*Extracted records*:

# # # # # # #

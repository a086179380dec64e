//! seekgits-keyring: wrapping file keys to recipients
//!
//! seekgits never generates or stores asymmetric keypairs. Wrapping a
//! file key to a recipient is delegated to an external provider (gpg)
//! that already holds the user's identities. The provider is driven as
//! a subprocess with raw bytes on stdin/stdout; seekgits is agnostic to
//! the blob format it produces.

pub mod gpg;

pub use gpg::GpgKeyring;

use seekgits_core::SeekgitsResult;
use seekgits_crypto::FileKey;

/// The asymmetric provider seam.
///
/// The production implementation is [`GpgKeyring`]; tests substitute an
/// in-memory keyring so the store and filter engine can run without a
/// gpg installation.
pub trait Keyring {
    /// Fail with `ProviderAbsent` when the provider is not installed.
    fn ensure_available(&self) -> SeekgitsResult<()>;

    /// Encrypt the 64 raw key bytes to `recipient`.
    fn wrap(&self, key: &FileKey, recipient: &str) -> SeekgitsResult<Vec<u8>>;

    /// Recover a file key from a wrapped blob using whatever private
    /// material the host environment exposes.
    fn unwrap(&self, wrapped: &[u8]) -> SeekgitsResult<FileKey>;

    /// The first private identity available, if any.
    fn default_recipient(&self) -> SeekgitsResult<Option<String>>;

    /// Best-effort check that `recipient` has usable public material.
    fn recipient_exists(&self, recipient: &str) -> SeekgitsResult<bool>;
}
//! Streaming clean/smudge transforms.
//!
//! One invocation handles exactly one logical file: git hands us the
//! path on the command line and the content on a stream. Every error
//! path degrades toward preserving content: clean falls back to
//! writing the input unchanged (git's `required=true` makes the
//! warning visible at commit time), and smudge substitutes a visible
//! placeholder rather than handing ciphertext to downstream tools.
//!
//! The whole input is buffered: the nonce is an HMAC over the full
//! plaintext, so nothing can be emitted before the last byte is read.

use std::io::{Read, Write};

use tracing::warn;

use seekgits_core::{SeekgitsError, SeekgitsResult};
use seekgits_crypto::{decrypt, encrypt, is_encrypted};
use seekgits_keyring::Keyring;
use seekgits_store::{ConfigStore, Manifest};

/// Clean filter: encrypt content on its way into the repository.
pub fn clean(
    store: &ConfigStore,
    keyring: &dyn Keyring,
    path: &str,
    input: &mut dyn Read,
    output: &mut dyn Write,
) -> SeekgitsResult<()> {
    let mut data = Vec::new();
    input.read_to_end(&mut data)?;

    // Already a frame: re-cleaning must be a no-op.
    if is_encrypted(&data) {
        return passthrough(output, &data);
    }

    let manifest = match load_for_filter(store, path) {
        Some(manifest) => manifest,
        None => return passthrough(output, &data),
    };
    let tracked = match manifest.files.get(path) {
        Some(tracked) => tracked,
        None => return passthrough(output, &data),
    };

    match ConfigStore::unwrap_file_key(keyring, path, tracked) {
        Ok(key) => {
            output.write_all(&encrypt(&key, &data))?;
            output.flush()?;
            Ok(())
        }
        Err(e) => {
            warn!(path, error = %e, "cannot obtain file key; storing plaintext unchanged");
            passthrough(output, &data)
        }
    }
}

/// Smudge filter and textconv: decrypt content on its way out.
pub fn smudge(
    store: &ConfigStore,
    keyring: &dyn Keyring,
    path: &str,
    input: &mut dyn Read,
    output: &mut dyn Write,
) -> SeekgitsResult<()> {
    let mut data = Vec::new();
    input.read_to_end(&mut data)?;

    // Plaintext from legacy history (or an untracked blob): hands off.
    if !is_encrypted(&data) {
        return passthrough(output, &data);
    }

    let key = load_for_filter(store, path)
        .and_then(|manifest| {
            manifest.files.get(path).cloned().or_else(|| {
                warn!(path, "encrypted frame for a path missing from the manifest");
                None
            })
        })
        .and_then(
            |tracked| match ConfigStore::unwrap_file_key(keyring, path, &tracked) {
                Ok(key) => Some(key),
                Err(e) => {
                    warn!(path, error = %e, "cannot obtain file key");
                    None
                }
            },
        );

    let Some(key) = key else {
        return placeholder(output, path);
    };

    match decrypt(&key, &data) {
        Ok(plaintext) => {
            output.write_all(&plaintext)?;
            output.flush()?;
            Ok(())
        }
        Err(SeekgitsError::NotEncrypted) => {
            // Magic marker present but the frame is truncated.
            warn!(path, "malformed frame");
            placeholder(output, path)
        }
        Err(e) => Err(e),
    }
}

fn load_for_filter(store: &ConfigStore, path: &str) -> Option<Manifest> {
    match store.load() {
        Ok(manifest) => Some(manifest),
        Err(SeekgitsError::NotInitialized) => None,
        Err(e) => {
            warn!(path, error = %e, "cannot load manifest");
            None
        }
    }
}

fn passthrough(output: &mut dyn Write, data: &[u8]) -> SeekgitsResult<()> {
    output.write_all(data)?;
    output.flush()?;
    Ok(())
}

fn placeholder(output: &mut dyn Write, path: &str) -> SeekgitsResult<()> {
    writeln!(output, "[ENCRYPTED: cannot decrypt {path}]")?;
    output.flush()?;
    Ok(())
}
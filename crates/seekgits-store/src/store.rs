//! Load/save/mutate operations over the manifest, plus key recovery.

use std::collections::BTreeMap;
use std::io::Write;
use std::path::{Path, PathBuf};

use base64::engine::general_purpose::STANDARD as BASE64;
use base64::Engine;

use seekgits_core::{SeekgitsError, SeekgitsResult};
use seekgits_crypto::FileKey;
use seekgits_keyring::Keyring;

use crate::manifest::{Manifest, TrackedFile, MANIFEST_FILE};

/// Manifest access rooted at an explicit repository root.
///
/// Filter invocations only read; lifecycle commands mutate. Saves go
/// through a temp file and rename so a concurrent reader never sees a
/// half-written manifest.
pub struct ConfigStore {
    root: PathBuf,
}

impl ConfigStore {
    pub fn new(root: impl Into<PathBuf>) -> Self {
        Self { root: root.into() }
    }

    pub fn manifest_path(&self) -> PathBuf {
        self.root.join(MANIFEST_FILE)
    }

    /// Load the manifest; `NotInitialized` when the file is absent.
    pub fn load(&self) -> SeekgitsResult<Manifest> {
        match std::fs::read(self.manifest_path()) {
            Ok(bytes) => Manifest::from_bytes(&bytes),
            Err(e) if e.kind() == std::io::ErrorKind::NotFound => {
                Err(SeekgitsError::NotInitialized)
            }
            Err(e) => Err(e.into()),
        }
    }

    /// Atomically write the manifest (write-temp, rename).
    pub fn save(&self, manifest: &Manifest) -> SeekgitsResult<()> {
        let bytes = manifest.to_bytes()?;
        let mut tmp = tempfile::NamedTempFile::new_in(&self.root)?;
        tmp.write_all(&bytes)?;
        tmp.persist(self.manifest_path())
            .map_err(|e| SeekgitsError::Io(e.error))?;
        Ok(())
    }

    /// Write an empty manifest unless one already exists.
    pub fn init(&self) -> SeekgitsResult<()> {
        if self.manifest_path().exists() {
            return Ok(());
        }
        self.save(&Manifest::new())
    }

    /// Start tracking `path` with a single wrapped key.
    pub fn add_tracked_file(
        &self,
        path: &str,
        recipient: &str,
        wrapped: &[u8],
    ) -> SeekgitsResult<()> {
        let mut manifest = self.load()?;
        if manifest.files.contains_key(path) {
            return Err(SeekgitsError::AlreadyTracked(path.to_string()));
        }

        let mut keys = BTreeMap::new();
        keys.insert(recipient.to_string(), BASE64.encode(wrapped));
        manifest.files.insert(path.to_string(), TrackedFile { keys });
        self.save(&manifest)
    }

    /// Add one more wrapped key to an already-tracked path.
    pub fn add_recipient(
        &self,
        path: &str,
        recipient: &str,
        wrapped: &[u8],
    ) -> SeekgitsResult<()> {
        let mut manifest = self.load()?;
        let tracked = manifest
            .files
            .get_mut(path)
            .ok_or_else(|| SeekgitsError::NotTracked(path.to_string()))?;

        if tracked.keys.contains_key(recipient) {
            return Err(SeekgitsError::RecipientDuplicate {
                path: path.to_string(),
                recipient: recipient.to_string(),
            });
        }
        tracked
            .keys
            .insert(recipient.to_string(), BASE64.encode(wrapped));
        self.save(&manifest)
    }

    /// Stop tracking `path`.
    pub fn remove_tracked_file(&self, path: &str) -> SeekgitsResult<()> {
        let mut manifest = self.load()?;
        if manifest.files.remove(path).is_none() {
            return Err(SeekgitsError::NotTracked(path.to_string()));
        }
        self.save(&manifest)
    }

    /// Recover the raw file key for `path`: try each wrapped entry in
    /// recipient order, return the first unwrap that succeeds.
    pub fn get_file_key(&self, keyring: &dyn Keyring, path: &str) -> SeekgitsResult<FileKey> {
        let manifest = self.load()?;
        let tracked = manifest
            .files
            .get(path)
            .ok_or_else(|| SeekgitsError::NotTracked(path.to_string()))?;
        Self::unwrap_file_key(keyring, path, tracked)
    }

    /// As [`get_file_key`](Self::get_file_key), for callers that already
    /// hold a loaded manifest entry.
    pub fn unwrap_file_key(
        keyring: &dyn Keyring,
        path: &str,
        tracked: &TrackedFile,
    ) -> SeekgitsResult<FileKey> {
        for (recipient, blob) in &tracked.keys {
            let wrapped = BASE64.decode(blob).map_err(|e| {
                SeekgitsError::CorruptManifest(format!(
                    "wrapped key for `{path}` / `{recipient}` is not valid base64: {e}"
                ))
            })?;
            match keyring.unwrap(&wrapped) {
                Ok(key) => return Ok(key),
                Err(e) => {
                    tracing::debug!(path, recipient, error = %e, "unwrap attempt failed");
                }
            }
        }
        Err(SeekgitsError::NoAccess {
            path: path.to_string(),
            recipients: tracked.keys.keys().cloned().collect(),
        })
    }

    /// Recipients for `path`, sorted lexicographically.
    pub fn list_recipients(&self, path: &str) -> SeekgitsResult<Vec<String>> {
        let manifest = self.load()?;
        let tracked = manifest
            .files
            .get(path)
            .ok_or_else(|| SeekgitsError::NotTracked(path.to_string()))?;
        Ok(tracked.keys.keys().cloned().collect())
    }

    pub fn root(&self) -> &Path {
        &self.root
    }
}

# # # # # # #

*About this exercise*: Report how many lines in the data include the word "wrapped", and give nothing but the count.

*Your solution*: 12